Put simply, one of the reasons that having metrics is important is that metrics give you a backup check on changes that you think are harmless.

In many environments you can't exhaustively check the effects of every change that you do. Trying to do performance checks all of the time is simply both too time consuming and too much like monkey-work (and people tune out of monkey work). Sooner or later you'll start deciding that some changes are safe enough that you can skip some or all of your checks, or you'll just let them slip because there's something that seems more urgent right now but you'll get to them later (honest).

(The more work your checks are to do and the more genuinely harmless changes you make, the sooner this happens. Humans have a quite strong drive to avoid useless and pointless work.)

The advantage of automatic, constant collection of metrics is that all of this is handled for you, whether or not you think you need it and whether or not you remember (and can be bothered). It even happens without you having to do anything. This is in a sense not as good as explicit performance checks (which may give you more information and which you're going to look at right away, not maybe later) but it's a lot better than nothing and often this is the real choice.

I know that I'm late to the party on this, but sometimes it takes a while for things to sink through my skull.

(Perry Lorier noted effectively this in a comment on yesterday's entry.)

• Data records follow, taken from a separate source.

use serde::{Deserialize, Serialize};
use thiserror::Error;

pub mod backend;
pub mod config_file;
pub mod library;
pub mod matching;
pub mod session;

// Re-export for convenience
pub use backend::{BackendError, PageTextBackend};
pub use library::{MatchConfig, find_matches, is_in_library, match_references};
pub use matching::{SimilarityWeights, calculate_similarity, fuzzy_match, normalize_text};
pub use session::{AnalysisGuard, AnalysisSession, DurationStats};

/// Maximum stored length of [`ParsedReference::text`], in characters.
pub const MAX_TEXT_CHARS: usize = 500;
/// Maximum stored length of [`ParsedReference::title`], in characters.
pub const MAX_TITLE_CHARS: usize = 200;
/// Maximum stored length of [`ParsedReference::authors`], in characters.
pub const MAX_AUTHORS_CHARS: usize = 250;
/// Author strings shorter than this are treated as extraction noise.
pub const MIN_AUTHORS_CHARS: usize = 3;

/// One bibliography entry extracted from a document.
///
/// Optional fields are `None` when they could not be extracted with
/// confidence; an empty string never stands in for "unknown".
#[derive(Debug, Clone, PartialEq, Eq, Serialize, Deserialize)]
#[serde(rename_all = "camelCase")]
pub struct ParsedReference {
    /// Citation ordinal as it appeared in the text (1-based).
    pub index: usize,
    /// Raw citation string, at most [`MAX_TEXT_CHARS`] characters.
    pub text: String,
    #[serde(default, skip_serializing_if = "Option::is_none")]
    pub doi: Option<String>,
    #[serde(default, skip_serializing_if = "Option::is_none")]
    pub authors: Option<String>,
    #[serde(default, skip_serializing_if = "Option::is_none")]
    pub title: Option<String>,
    #[serde(default, skip_serializing_if = "Option::is_none")]
    pub year: Option<String>,
}

impl ParsedReference {
    /// Apply the post-extraction sanity filter.
    ///
    /// Every record goes through this regardless of where it came from
    /// (heuristic segmentation or an LLM-returned block):
    /// - `text`, `title` and `authors` are truncated to their bounds
    /// - blank optional fields become `None`
    /// - `authors` shorter than [`MIN_AUTHORS_CHARS`] or starting with a digit
    ///   is dropped
    pub fn sanitize(mut self) -> Self {
        self.text = truncate_chars(self.text.trim(), MAX_TEXT_CHARS);
        self.doi = non_blank(self.doi);
        self.year = non_blank(self.year);
        self.title = non_blank(self.title).map(|t| truncate_chars(&t, MAX_TITLE_CHARS));
        self.authors = non_blank(self.authors)
            .filter(|a| {
                a.chars().count() >= MIN_AUTHORS_CHARS
                    && !a.chars().next().is_some_and(|c| c.is_ascii_digit())
            })
            .map(|a| truncate_chars(&a, MAX_AUTHORS_CHARS));
        self
    }
}

fn non_blank(field: Option<String>) -> Option<String> {
    field
        .map(|s| s.trim().to_string())
        .filter(|s| !s.is_empty())
}

/// Truncate `s` to at most `max` characters without splitting a codepoint.
pub fn truncate_chars(s: &str, max: usize) -> String {
    match s.char_indices().nth(max) {
        Some((byte_idx, _)) => s[..byte_idx].to_string(),
        None => s.to_string(),
    }
}

/// One creator (author/editor) of a library item.
#[derive(Debug, Clone, Default, PartialEq, Eq, Serialize, Deserialize)]
#[serde(rename_all = "camelCase")]
pub struct Creator {
    #[serde(default)]
    pub first_name: String,
    #[serde(default)]
    pub last_name: String,
}

impl Creator {
    pub fn new(first_name: impl Into<String>, last_name: impl Into<String>) -> Self {
        Self {
            first_name: first_name.into(),
            last_name: last_name.into(),
        }
    }

    /// "First Last", trimmed.
    pub fn full_name(&self) -> String {
        format!("{} {}", self.first_name, self.last_name)
            .trim()
            .to_string()
    }
}

/// An item already present in the local library.
///
/// Only the fields the matcher reads are modelled; the store that owns the
/// items lives outside this crate.
#[derive(Debug, Clone, Default, PartialEq, Eq, Serialize, Deserialize)]
#[serde(rename_all = "camelCase")]
pub struct LibraryItem {
    pub id: String,
    #[serde(default)]
    pub title: Option<String>,
    /// Free-form publication date (e.g. "2020", "2020-05-01", "May 2020").
    #[serde(default)]
    pub date: Option<String>,
    #[serde(default)]
    pub doi: Option<String>,
    #[serde(default)]
    pub creators: Vec<Creator>,
}

/// A candidate library item for one reference.
#[derive(Debug, Clone, PartialEq, Serialize, Deserialize)]
#[serde(rename_all = "camelCase")]
pub struct MatchResult {
    pub item_id: String,
    /// Weighted similarity in `[0, 1]`.
    pub similarity: f64,
    pub item: LibraryItem,
}

#[derive(Error, Debug)]
pub enum CoreError {
    #[error("analysis already in progress for item {0}")]
    AnalysisInProgress(String),
}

As an obvious side note: this is of course closely related to the benefits of automatic (and fast-running) unit and other tests for programmers. In both cases we're trying to make something automatic and cheap instead of manual and expensive so that it will get done all the time no matter what instead of being at the mercy of people's whims. What sysadmins do is less amenable to unit tests but more amenable to constant live monitoring, so we can get the same effects (especially if it's combined with alerting, as noted by Perry Lorier).

Written on 29 November 2012.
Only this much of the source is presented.